Write out every record in full, exactly as written, please.

Dataset records: Begin

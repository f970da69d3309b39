use super::llm_helper::{instructions_block, query_llm_with_logging, report_fallback};
use crate::analysis::AnalysisData;
use crate::job::table::parts_markdown;
use crate::job::{
    JobRef, OutputStamp, PartsSummary, ProductionItem, Step1Output, Step2Output, Step3Output, StepId,
};
use crate::parser::{parse_parts, ParseOutcome};
use crate::pipeline::context::PipelineContext;
use crate::pipeline::error::StepError;
use crate::pipeline::result::StepRequest;
use crate::pipeline::step_trait::{StepExecutor, StepOutcome};
use crate::pricing::{correct_breakdown, recompute_totals, CorrectionStats, UnitPriceEstimator};
use async_trait::async_trait;
use serde_json::json;
use tracing::info;

const PHASE: &str = "parts_breakdown";

/// Breaks every product into priced parts, then corrects outlying prices.
#[derive(Debug, Default, Clone, Copy)]
pub struct PartsBreakdownStep;

fn build_prompt(
    products: &[ProductionItem],
    analysis: &AnalysisData,
    download_url: Option<&str>,
    instructions: Option<&str>,
) -> String {
    let product_list: Vec<_> = products
        .iter()
        .map(|p| json!({"name": p.name, "description": p.description, "quantity": p.quantity}))
        .collect();

    format!(
        r#"Break each product down into the parts needed to manufacture it and estimate their prices in JPY.

Products:
{}

Analysis:
{}

Blueprint PDF: {}

Respond with JSON:
{{
  "parts_breakdown": [
    {{
      "product_name": "name from the product list",
      "product_quantity": <integer>,
      "parts": [
        {{
          "part_name": "part name",
          "part_description": "details",
          "unit_quantity": <parts per product>,
          "total_quantity": <unit_quantity * product_quantity>,
          "material": "material",
          "category": "金属部品" | "樹脂部品" | "電子部品" | "ガラス・アクリル" | "その他",
          "estimated_unit_price": <integer JPY>,
          "total_price": <integer JPY>
        }}
      ]
    }}
  ]
}}

Rules:
- Cover every product in the list
- Metal parts: frames, posts, brackets, screws, bolts. Resin parts: panels, covers, shelf boards
- Typical unit prices: screws 50-120, brackets 300-1000, frames 800-2500, panels 1200-4500, shelf boards 1500-5500, LEDs 500-2000, glass or acrylic 1500-8000
- Consider sizes and materials readable from the blueprint
{}
"#,
        serde_json::to_string_pretty(&product_list).unwrap_or_else(|_| "[]".to_string()),
        analysis.combined_text(),
        download_url.unwrap_or("unavailable"),
        instructions_block(instructions)
    )
}

#[async_trait]
impl StepExecutor for PartsBreakdownStep {
    fn step(&self) -> StepId {
        StepId::PartsBreakdown
    }

    async fn execute(
        &self,
        ctx: &PipelineContext,
        job: &JobRef,
        request: &StepRequest,
    ) -> Result<StepOutcome, StepError> {
        let document = ctx.load(job).await?;
        let step2: Step2Output = document.output(StepId::ProductIdentification)?;
        let step1: Step1Output = document.output(StepId::Acquisition)?;
        let analysis = step1.analysis_json.analysis_data;
        let products = step2.production_list;
        let estimator = UnitPriceEstimator::default();

        let prompt = build_prompt(&products, &analysis, document.signed_url(), request.instructions());
        let response = query_llm_with_logging(ctx, prompt, PHASE).await?;

        let outcome = parse_parts(&response, &products, &analysis, &estimator);
        let method = outcome.method();
        let (entries, correction, fallback_reason) = match outcome {
            ParseOutcome::Parsed(mut entries) => {
                let stats = correct_breakdown(&mut entries, &estimator);
                (entries, stats, None)
            }
            ParseOutcome::Fallback {
                items: mut entries,
                fallback,
            } => {
                recompute_totals(&mut entries);
                report_fallback(ctx, PHASE, fallback.method, &fallback.reason);
                (entries, CorrectionStats::default(), Some(fallback.reason))
            }
        };

        let summary = PartsSummary::from_entries(&entries);
        info!(
            products = summary.total_products,
            parts = summary.total_parts_types,
            total_cost = summary.total_estimated_cost,
            corrected = correction.corrected,
            method = %method,
            "Parts breakdown complete"
        );

        let description = format!(
            "部品分解を完了しました（製品{}種類、部品{}種類、推定合計{}円、DB補正{}件）",
            summary.total_products,
            summary.total_parts_types,
            summary.total_estimated_cost,
            correction.corrected
        );
        let output = Step3Output {
            formatted_table: parts_markdown(&entries),
            parts_breakdown: entries,
            description: description.clone(),
            summary,
            correction,
            extraction_method: method,
            fallback_reason,
            user_instructions: request.instructions().map(str::to_string),
            stamp: OutputStamp::success(),
        };
        let value = ctx.persist_output(job, self.step(), &output).await?;

        Ok(StepOutcome {
            output: value,
            message: description,
        })
    }
}
//! Human-readable tables stored alongside the structured outputs.

use super::model::{PartsBreakdownEntry, ProductionItem};

pub const PRODUCTS_CSV_HEADER: &str = "製品名,説明,数量";

const PARTS_COLUMNS: [&str; 9] = [
    "製品名",
    "部品名",
    "部品説明",
    "単位使用数",
    "総使用数",
    "単価(円)",
    "合計金額(円)",
    "材質",
    "カテゴリ",
];

fn csv_field(value: &str) -> String {
    if value.contains([',', '"', '\n', '\r']) {
        format!("\"{}\"", value.replace('"', "\"\""))
    } else {
        value.to_string()
    }
}

fn md_cell(value: &str) -> String {
    value.replace('|', "\\|").replace(['\r', '\n'], " ")
}

pub fn products_csv(items: &[ProductionItem]) -> String {
    let mut lines = vec![PRODUCTS_CSV_HEADER.to_string()];
    lines.extend(items.iter().map(|item| {
        format!(
            "{},{},{}",
            csv_field(&item.name),
            csv_field(&item.description),
            item.quantity
        )
    }));
    lines.join("\n")
}

pub fn parts_markdown(entries: &[PartsBreakdownEntry]) -> String {
    let mut lines = vec![
        format!("| {} |", PARTS_COLUMNS.join(" | ")),
        format!("|{}", "---|".repeat(PARTS_COLUMNS.len())),
    ];
    for entry in entries {
        for part in &entry.parts {
            lines.push(format!(
                "| {} | {} | {} | {} | {} | {} | {} | {} | {} |",
                md_cell(&entry.product_name),
                md_cell(&part.part_name),
                md_cell(&part.part_description),
                part.unit_quantity,
                part.total_quantity,
                part.estimated_unit_price,
                part.total_price,
                md_cell(&part.material),
                md_cell(&part.category),
            ));
        }
    }
    lines.join("\n")
}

Dataset records: End

- Your solution:
repository f970da69d3309b39
use super::llm_helper::{instructions_block, query_llm_with_logging, report_fallback};
use crate::analysis::AnalysisData;
use crate::job::table::parts_markdown;
use crate::job::{
    JobRef, OutputStamp, PartsSummary, ProductionItem, Step1Output, Step2Output, Step3Output, StepId,
};
use crate::parser::{parse_parts, ParseOutcome};
use crate::pipeline::context::PipelineContext;
use crate::pipeline::error::StepError;
use crate::pipeline::result::StepRequest;
use crate::pipeline::step_trait::{StepExecutor, StepOutcome};
use crate::pricing::{correct_breakdown, recompute_totals, CorrectionStats, UnitPriceEstimator};
use async_trait::async_trait;
use serde_json::json;
use tracing::info;

const PHASE: &str = "parts_breakdown";

/// Breaks every product into priced parts, then corrects outlying prices.
#[derive(Debug, Default, Clone, Copy)]
pub struct PartsBreakdownStep;

fn build_prompt(
    products: &[ProductionItem],
    analysis: &AnalysisData,
    download_url: Option<&str>,
    instructions: Option<&str>,
) -> String {
    let product_list: Vec<_> = products
        .iter()
        .map(|p| json!({"name": p.name, "description": p.description, "quantity": p.quantity}))
        .collect();

    format!(
        r#"Break each product down into the parts needed to manufacture it and estimate their prices in JPY.

Products:
{}

Analysis:
{}

Blueprint PDF: {}

Respond with JSON:
{{
  "parts_breakdown": [
    {{
      "product_name": "name from the product list",
      "product_quantity": <integer>,
      "parts": [
        {{
          "part_name": "part name",
          "part_description": "details",
          "unit_quantity": <parts per product>,
          "total_quantity": <unit_quantity * product_quantity>,
          "material": "material",
          "category": "金属部品" | "樹脂部品" | "電子部品" | "ガラス・アクリル" | "その他",
          "estimated_unit_price": <integer JPY>,
          "total_price": <integer JPY>
        }}
      ]
    }}
  ]
}}

Rules:
- Cover every product in the list
- Metal parts: frames, posts, brackets, screws, bolts. Resin parts: panels, covers, shelf boards
- Typical unit prices: screws 50-120, brackets 300-1000, frames 800-2500, panels 1200-4500, shelf boards 1500-5500, LEDs 500-2000, glass or acrylic 1500-8000
- Consider sizes and materials readable from the blueprint
{}
"#,
        serde_json::to_string_pretty(&product_list).unwrap_or_else(|_| "[]".to_string()),
        analysis.combined_text(),
        download_url.unwrap_or("unavailable"),
        instructions_block(instructions)
    )
}

#[async_trait]
impl StepExecutor for PartsBreakdownStep {
    fn step(&self) -> StepId {
        StepId::PartsBreakdown
    }

    async fn execute(
        &self,
        ctx: &PipelineContext,
        job: &JobRef,
        request: &StepRequest,
    ) -> Result<StepOutcome, StepError> {
        let document = ctx.load(job).await?;
        let step2: Step2Output = document.output(StepId::ProductIdentification)?;
        let step1: Step1Output = document.output(StepId::Acquisition)?;
        let analysis = step1.analysis_json.analysis_data;
        let products = step2.production_list;
        let estimator = UnitPriceEstimator::default();

        let prompt = build_prompt(&products, &analysis, document.signed_url(), request.instructions());
        let response = query_llm_with_logging(ctx, prompt, PHASE).await?;

        let outcome = parse_parts(&response, &products, &analysis, &estimator);
        let method = outcome.method();
        let (entries, correction, fallback_reason) = match outcome {
            ParseOutcome::Parsed(mut entries) => {
                let stats = correct_breakdown(&mut entries, &estimator);
                (entries, stats, None)
            }
            ParseOutcome::Fallback {
                items: mut entries,
                fallback,
            } => {
                recompute_totals(&mut entries);
                report_fallback(ctx, PHASE, fallback.method, &fallback.reason);
                (entries, CorrectionStats::default(), Some(fallback.reason))
            }
        };

        let summary = PartsSummary::from_entries(&entries);
        info!(
            products = summary.total_products,
            parts = summary.total_parts_types,
            total_cost = summary.total_estimated_cost,
            corrected = correction.corrected,
            method = %method,
            "Parts breakdown complete"
        );

        let description = format!(
            "部品分解を完了しました（製品{}種類、部品{}種類、推定合計{}円、DB補正{}件）",
            summary.total_products,
            summary.total_parts_types,
            summary.total_estimated_cost,
            correction.corrected
        );
        let output = Step3Output {
            formatted_table: parts_markdown(&entries),
            parts_breakdown: entries,
            description: description.clone(),
            summary,
            correction,
            extraction_method: method,
            fallback_reason,
            user_instructions: request.instructions().map(str::to_string),
            stamp: OutputStamp::success(),
        };
        let value = ctx.persist_output(job, self.step(), &output).await?;

        Ok(StepOutcome {
            output: value,
            message: description,
        })
    }
}
//! Human-readable tables stored alongside the structured outputs.

use super::model::{PartsBreakdownEntry, ProductionItem};

pub const PRODUCTS_CSV_HEADER: &str = "製品名,説明,数量";

const PARTS_COLUMNS: [&str; 9] = [
    "製品名",
    "部品名",
    "部品説明",
    "単位使用数",
    "総使用数",
    "単価(円)",
    "合計金額(円)",
    "材質",
    "カテゴリ",
];

fn csv_field(value: &str) -> String {
    if value.contains([',', '"', '\n', '\r']) {
        format!("\"{}\"", value.replace('"', "\"\""))
    } else {
        value.to_string()
    }
}

fn md_cell(value: &str) -> String {
    value.replace('|', "\\|").replace(['\r', '\n'], " ")
}

pub fn products_csv(items: &[ProductionItem]) -> String {
    let mut lines = vec![PRODUCTS_CSV_HEADER.to_string()];
    lines.extend(items.iter().map(|item| {
        format!(
            "{},{},{}",
            csv_field(&item.name),
            csv_field(&item.description),
            item.quantity
        )
    }));
    lines.join("\n")
}

pub fn parts_markdown(entries: &[PartsBreakdownEntry]) -> String {
    let mut lines = vec![
        format!("| {} |", PARTS_COLUMNS.join(" | ")),
        format!("|{}", "---|".repeat(PARTS_COLUMNS.len())),
    ];
    for entry in entries {
        for part in &entry.parts {
            lines.push(format!(
                "| {} | {} | {} | {} | {} | {} | {} | {} | {} |",
                md_cell(&entry.product_name),
                md_cell(&part.part_name),
                md_cell(&part.part_description),
                part.unit_quantity,
                part.total_quantity,
                part.estimated_unit_price,
                part.total_price,
                md_cell(&part.material),
                md_cell(&part.category),
            ));
        }
    }
    lines.join("\n")
}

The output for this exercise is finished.